According to Father Mukonori, the former president is always in possession of the rosary that his mother gave him when he went to war, a symbol of spirituality, which he carries even today. The rosary was a weapon that would protect him during the liberation struggle.
“. . . my son, there is nothing more I can give you except that I will pray for you. Here is this rosary for I have no other weapon that I can give to you,” those are the words which Mbuya Bona said to her son.
Being a Catholic priest, one would think his job requires him to only focus on saving souls. However, those who have been following political developments in the country will easily recall his mediation roles in a number of the country’s crises, a role which he took up during the country’s liberation struggle. Though he is not a politician, Father Mukonori has played critical political roles. His mediation skills played a part during the 1979 Lancaster House Conference, talks which dragged for 17 weeks, finally yielding signatures on the evening of December 17 1979. On December 23, a cease fire was announced.
In the same year, the priest visited Washington DC for yet more political settlements.
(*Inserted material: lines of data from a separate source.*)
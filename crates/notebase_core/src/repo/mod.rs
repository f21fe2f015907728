//! Repository layer: use-case oriented data access over SQLite.
//!
//! # Responsibility
//! - Define persistence contracts for pages, blocks and memos.
//! - Keep SQL, ordering clauses and transaction boundaries inside this layer.
//!
//! # Invariants
//! - Repositories are only constructed on fully migrated connections.
//! - Multi-row writes run in one `IMMEDIATE` transaction; dropping the
//!   transaction on an error path rolls everything back.
//! - Read paths reject invalid persisted state instead of masking it.

pub mod block_repo;
pub mod memo_repo;
pub mod page_repo;

use crate::db::migrations::latest_version;
use crate::db::DbError;
use crate::model::block::BlockId;
use crate::model::memo::MemoId;
use crate::model::page::PageId;
use rusqlite::Connection;
use std::error::Error;
use std::fmt::{Display, Formatter};
use uuid::Uuid;

pub type RepoResult<T> = Result<T, RepoError>;

/// Errors from repository operations.
#[derive(Debug)]
pub enum RepoError {
    /// Underlying SQLite/bootstrap error.
    Db(DbError),
    PageNotFound(PageId),
    BlockNotFound(BlockId),
    MemoNotFound(MemoId),
    /// Connection schema is not at the expected migrated version.
    UninitializedConnection {
        expected_version: u32,
        actual_version: u32,
    },
    MissingRequiredTable(&'static str),
    MissingRequiredColumn {
        table: &'static str,
        column: &'static str,
    },
    /// Persisted data cannot be converted to a valid read model.
    InvalidData(String),
}

impl Display for RepoError {
    fn fmt(&self, f: &mut Formatter<'_>) -> std::fmt::Result {
        match self {
            Self::Db(err) => write!(f, "{err}"),
            Self::PageNotFound(id) => write!(f, "page not found: {id}"),
            Self::BlockNotFound(id) => write!(f, "block not found: {id}"),
            Self::MemoNotFound(id) => write!(f, "memo not found: {id}"),
            Self::UninitializedConnection {
                expected_version,
                actual_version,
            } => write!(
                f,
                "repository requires schema version {expected_version}, got {actual_version}"
            ),
            Self::MissingRequiredTable(table) => {
                write!(f, "repository requires table `{table}`")
            }
            Self::MissingRequiredColumn { table, column } => write!(
                f,
                "repository requires column `{column}` in table `{table}`"
            ),
            Self::InvalidData(message) => write!(f, "invalid persisted data: {message}"),
        }
    }
}

impl Error for RepoError {
    fn source(&self) -> Option<&(dyn Error + 'static)> {
        match self {
            Self::Db(err) => Some(err),
            _ => None,
        }
    }
}

impl From<DbError> for RepoError {
    fn from(value: DbError) -> Self {
        Self::Db(value)
    }
}

impl From<rusqlite::Error> for RepoError {
    fn from(value: rusqlite::Error) -> Self {
        Self::Db(DbError::Sqlite(value))
    }
}

/// Verifies schema version plus one table's required columns.
pub(crate) fn ensure_connection_ready(
    conn: &Connection,
    table: &'static str,
    columns: &[&'static str],
) -> RepoResult<()> {
    let expected_version = latest_version();
    let actual_version: u32 = conn.query_row("PRAGMA user_version;", [], |row| row.get(0))?;
    if actual_version != expected_version {
        return Err(RepoError::UninitializedConnection {
            expected_version,
            actual_version,
        });
    }

    if !table_exists(conn, table)? {
        return Err(RepoError::MissingRequiredTable(table));
    }

    let present = table_columns(conn, table)?;
    for column in columns {
        if !present.iter().any(|name| name == column) {
            return Err(RepoError::MissingRequiredColumn { table, column });
        }
    }
    Ok(())
}

pub(crate) fn parse_uuid(value: &str, column: &'static str) -> RepoResult<Uuid> {
    Uuid::parse_str(value)
        .map_err(|_| RepoError::InvalidData(format!("invalid uuid `{value}` in {column}")))
}

fn table_exists(conn: &Connection, table: &str) -> RepoResult<bool> {
    let exists: i64 = conn.query_row(
        "SELECT EXISTS(
            SELECT 1
            FROM sqlite_master
            WHERE type = 'table' AND name = ?1
        );",
        [table],
        |row| row.get(0),
    )?;
    Ok(exists == 1)
}

fn table_columns(conn: &Connection, table: &str) -> RepoResult<Vec<String>> {
    let mut stmt = conn.prepare(&format!("PRAGMA table_info({table});"))?;
    let mut rows = stmt.query([])?;
    let mut columns = Vec::new();
    while let Some(row) = rows.next()? {
        columns.push(row.get::<_, String>(1)?);
    }
    Ok(columns)
}
#[tokio::test(flavor = "multi_thread", worker_threads = 2)]
async fn slow_ai_call_does_not_hold_up_other_requests() {
    let started = Arc::new(Notify::new());
    let enricher = SlowEnricher {
        started: Arc::clone(&started),
    };
    let router = router_with(Some(Arc::new(enricher)), None);

    let create = tokio::spawn({
        let router = router.clone();
        async move {
            send(
                &router,
                json_request(
                    Method::POST,
                    "/api/memos",
                    Some(json!({ "title": "Slow", "content": "body" })),
                ),
            )
            .await
        }
    });
    started.notified().await;

    let listed = tokio::time::timeout(
        Duration::from_millis(500),
        send(&router, json_request(Method::GET, "/api/memos", None)),
    )
    .await
    .expect("listing waited for the AI call");
    assert_eq!(listed.0, StatusCode::OK);
    assert_eq!(listed.1[0]["title"], "Slow");
    assert!(listed.1[0]["ai_summary"].is_null());

    let (status, memo) = create.await.unwrap();
    assert_eq!(status, StatusCode::OK, "{memo}");
    assert_eq!(memo["ai_summary"], "slow summary");
    assert_eq!(memo["tags"], json!(["slow"]));

    let memo_id = memo["id"].as_str().unwrap().to_string();
    let regenerate = tokio::spawn({
        let router = router.clone();
        async move {
            send(
                &router,
                json_request(
                    Method::POST,
                    &format!("/api/memos/{memo_id}/regenerate-ai"),
                    None,
                ),
            )
            .await
        }
    });
    started.notified().await;

    let pages = tokio::time::timeout(
        Duration::from_millis(500),
        send(&router, json_request(Method::GET, "/api/pages", None)),
    )
    .await
    .expect("page listing waited for the AI call");
    assert_eq!(pages.0, StatusCode::OK);

    let (status, _) = regenerate.await.unwrap();
    assert_eq!(status, StatusCode::OK);
}

#[tokio::test(flavor = "multi_thread", worker_threads = 2)]
async fn slow_import_fetch_does_not_hold_up_other_requests() {
    let started = Arc::new(Notify::new());
    let source = SlowSource {
        started: Arc::clone(&started),
    };
    let router = router_with(None, Some(Arc::new(source)));
    let parent = create_page(&router, "Inbox", None).await;

    let import = tokio::spawn({
        let router = router.clone();
        async move {
            send(
                &router,
                json_request(
                    Method::POST,
                    "/api/mcp/import",
                    Some(json!({
                        "external_page_id": "0123456789abcdef0123456789abcdef",
                        "parent_id": parent,
                    })),
                ),
            )
            .await
        }
    });
    started.notified().await;

    let listed = tokio::time::timeout(
        Duration::from_millis(500),
        send(&router, json_request(Method::GET, "/api/pages", None)),
    )
    .await
    .expect("page listing waited for the import fetch");
    assert_eq!(listed.0, StatusCode::OK);
    assert_eq!(listed.1.as_array().unwrap().len(), 1);

    let (status, body) = import.await.unwrap();
    assert_eq!(status, StatusCode::CREATED, "{body}");
    assert_eq!(body["blocks_count"], 2);
}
“I had to advise Washington that they had to play the second saddle not the first one because they were not the colonisers. This was an issue between the British and Zimbabweans and not between the Americans and Zimbabweans so they needed to be reminded of their position,” he recalled.
He was also at the centre of the land reform negotiations in 2000 when he left his home to go and live with the Svosve people in Hwedza. The Svosve people took the first step to occupy a white-owned farm in Zimbabwe. He went on to become the mediator between the white farmers and the Government.
“I was asked by the white farmers to mediate and with the war veterans’ support, I chaired their meetings for eight months,” said the priest.
During that same year, Father Mukonori was requested by the Movement for Democratic Change (MDC) to use his expertise. For nine months, he chaired meetings between Zanu-PF and MDC, which were done privately, until such a time these meetings became public information. In 2013, Father Mukonori was part of the team that drafted the current Constitution.
Its not an exaggeration that Father Mukonori has now become “Zimbabwe’s Mr Fix It!”